Problem requirements – In the entries below, find the line with "pub fn is_connected(&self)" and the line with "pub async fn disconnect(&mut". Reproduce those two lines and every line between them exactly, and nothing more.

##### Record extracts #####

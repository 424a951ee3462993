//! Wallet session management
//!
//! The session only tracks whether a wallet has authorized us and which
//! accounts it exposed. Authorization itself is delegated to a
//! [`WalletConnector`].

mod provider;

use alloy_primitives::Address;
use tracing::{info, warn};

use crate::domain::LookupError;

pub use provider::RpcWalletConnector;

/// External wallet capable of authorizing this client
#[async_trait::async_trait]
pub trait WalletConnector: Send + Sync + 'static {
    /// Ask the wallet for access; returns the authorized accounts
    async fn activate(&self) -> Result<Vec<Address>, LookupError>;

    /// Drop the authorization
    async fn deactivate(&self);

    /// Whether the connector currently holds an authorization
    fn is_active(&self) -> bool;

    /// Endpoint display name
    fn describe(&self) -> String;
}

/// Connector used when no wallet endpoint is configured
#[derive(Debug, Default)]
pub struct NoWalletConnector;

#[async_trait::async_trait]
impl WalletConnector for NoWalletConnector {
    async fn activate(&self) -> Result<Vec<Address>, LookupError> {
        Err(LookupError::WalletUnavailable(
            "no wallet endpoint configured (set wallet_rpc)".to_string(),
        ))
    }

    async fn deactivate(&self) {}

    fn is_active(&self) -> bool {
        false
    }

    fn describe(&self) -> String {
        "none".to_string()
    }
}

#[derive(Debug, Clone, PartialEq, Eq, Default)]
pub enum WalletState {
    #[default]
    Disconnected,
    Connected {
        accounts: Vec<Address>,
    },
}

/// Connected/disconnected state over a connector
pub struct WalletSession {
    connector: Box<dyn WalletConnector>,
    state: WalletState,
}

impl WalletSession {
    pub fn new(connector: Box<dyn WalletConnector>) -> Self {
        Self {
            connector,
            state: WalletState::Disconnected,
        }
    }

    pub fn state(&self) -> &WalletState {
        &self.state
    }

    /// Connected only while the connector still holds the grant
    pub fn is_connected(&self) -> bool {
        matches!(self.state, WalletState::Connected { .. }) && self.connector.is_active()
    }

    pub fn accounts(&self) -> &[Address] {
        match &self.state {
            WalletState::Connected { accounts } => accounts,
            WalletState::Disconnected => &[],
        }
    }

    pub fn describe(&self) -> String {
        self.connector.describe()
    }

    /// Request authorization. On failure the session stays disconnected.
    pub async fn connect(&mut self) -> Result<&[Address], LookupError> {
        match self.connector.activate().await {
            Ok(accounts) if !accounts.is_empty() => {
                info!(
                    wallet = %self.connector.describe(),
                    accounts = accounts.len(),
                    "wallet connected"
                );
                self.state = WalletState::Connected { accounts };
                Ok(self.accounts())
            }
            Ok(_) => {
                self.state = WalletState::Disconnected;
                Err(LookupError::WalletUnavailable(
                    "wallet exposed no accounts".to_string(),
                ))
            }
            Err(err) => {
                warn!(wallet = %self.connector.describe(), "wallet connect failed: {}", err);
                self.state = WalletState::Disconnected;
                Err(err)
            }
        }
    }

    /// Tear the session down; always ends disconnected
    pub async fn disconnect(&mut self) {
        self.connector.deactivate().await;
        self.state = WalletState::Disconnected;
        info!(wallet = %self.connector.describe(), "wallet disconnected");
    }
}
//! Query classification: literal address or ENS name
//!
//! A literal address is 40 hex digits with an optional `0x` prefix. All-lower
//! and all-upper input is accepted as is; mixed case must be a valid EIP-55
//! checksum. Anything else that looks like a dotted domain is an ENS name.

use std::str::FromStr;

use alloy_primitives::Address;

use crate::domain::lookup::LookupError;

/// Classified user query
#[derive(Debug, Clone, PartialEq, Eq)]
pub enum QueryKind {
    /// Literal account address, already resolved
    Address(Address),
    /// Normalized ENS name that still needs remote resolution
    Name(String),
}

impl QueryKind {
    /// Classify raw user input. Fails without touching the network when the
    /// input is neither an address nor a plausible name.
    pub fn classify(input: &str) -> Result<Self, LookupError> {
        let trimmed = input.trim();
        if let Some(address) = parse_address(trimmed) {
            return Ok(QueryKind::Address(address));
        }
        if is_valid_ens_name(trimmed) {
            return Ok(QueryKind::Name(normalize_name(trimmed)));
        }
        Err(LookupError::InvalidQuery(if trimmed.is_empty() {
            "empty query".to_string()
        } else {
            trimmed.to_string()
        }))
    }
}

/// True if `value` is a well-formed address (checksum enforced for mixed case)
pub fn is_address(value: &str) -> bool {
    parse_address(value).is_some()
}

/// Parse a literal address, enforcing the EIP-55 checksum on mixed-case input
pub fn parse_address(value: &str) -> Option<Address> {
    let payload = strip_hex_prefix(value.trim());
    if payload.len() != 40 || !payload.chars().all(|c| c.is_ascii_hexdigit()) {
        return None;
    }

    let address = Address::from_str(payload).ok()?;

    let has_lower = payload.chars().any(|c| c.is_ascii_lowercase());
    let has_upper = payload.chars().any(|c| c.is_ascii_uppercase());
    if has_lower && has_upper {
        let checksummed = address.to_checksum(None);
        if &checksummed[2..] != payload {
            return None;
        }
    }

    Some(address)
}

/// Canonical EIP-55 form of a literal address
pub fn get_address(value: &str) -> Option<String> {
    parse_address(value).map(|address| address.to_checksum(None))
}

/// True if `value` is syntactically an ENS name: at least two non-empty
/// dot-separated labels made of letters, digits, `-`, `_` or non-ASCII
/// characters.
pub fn is_valid_ens_name(value: &str) -> bool {
    let value = value.trim();
    if value.is_empty() {
        return false;
    }

    let labels: Vec<&str> = value.split('.').collect();
    if labels.len() < 2 {
        return false;
    }

    labels.iter().all(|label| {
        !label.is_empty()
            && label.chars().all(|c| {
                c.is_alphanumeric()
                    || c == '-'
                    || c == '_'
                    || (!c.is_ascii() && !c.is_whitespace() && !c.is_control())
            })
    })
}

/// Lowercase a name before hashing.
// TODO: full ENSIP-15 normalization (emoji and confusable handling) once a
// maintained normalizer crate is available for the ENS hash.
fn normalize_name(value: &str) -> String {
    value.trim().to_lowercase()
}

fn strip_hex_prefix(value: &str) -> &str {
    value
        .strip_prefix("0x")
        .or_else(|| value.strip_prefix("0X"))
        .unwrap_or(value)
}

#####

Response –
    pub fn is_connected(&self) -> bool {
        matches!(self.state, WalletState::Connected { .. }) && self.connector.is_active()
    }

    pub fn accounts(&self) -> &[Address] {
        match &self.state {
            WalletState::Connected { accounts } => accounts,
            WalletState::Disconnected => &[],
        }
    }

    pub fn describe(&self) -> String {
        self.connector.describe()
    }

    /// Request authorization. On failure the session stays disconnected.
    pub async fn connect(&mut self) -> Result<&[Address], LookupError> {
        match self.connector.activate().await {
            Ok(accounts) if !accounts.is_empty() => {
                info!(
                    wallet = %self.connector.describe(),
                    accounts = accounts.len(),
                    "wallet connected"
                );
                self.state = WalletState::Connected { accounts };
                Ok(self.accounts())
            }
            Ok(_) => {
                self.state = WalletState::Disconnected;
                Err(LookupError::WalletUnavailable(
                    "wallet exposed no accounts".to_string(),
                ))
            }
            Err(err) => {
                warn!(wallet = %self.connector.describe(), "wallet connect failed: {}", err);
                self.state = WalletState::Disconnected;
                Err(err)
            }
        }
    }

    /// Tear the session down; always ends disconnected
    pub async fn disconnect(&mut self) {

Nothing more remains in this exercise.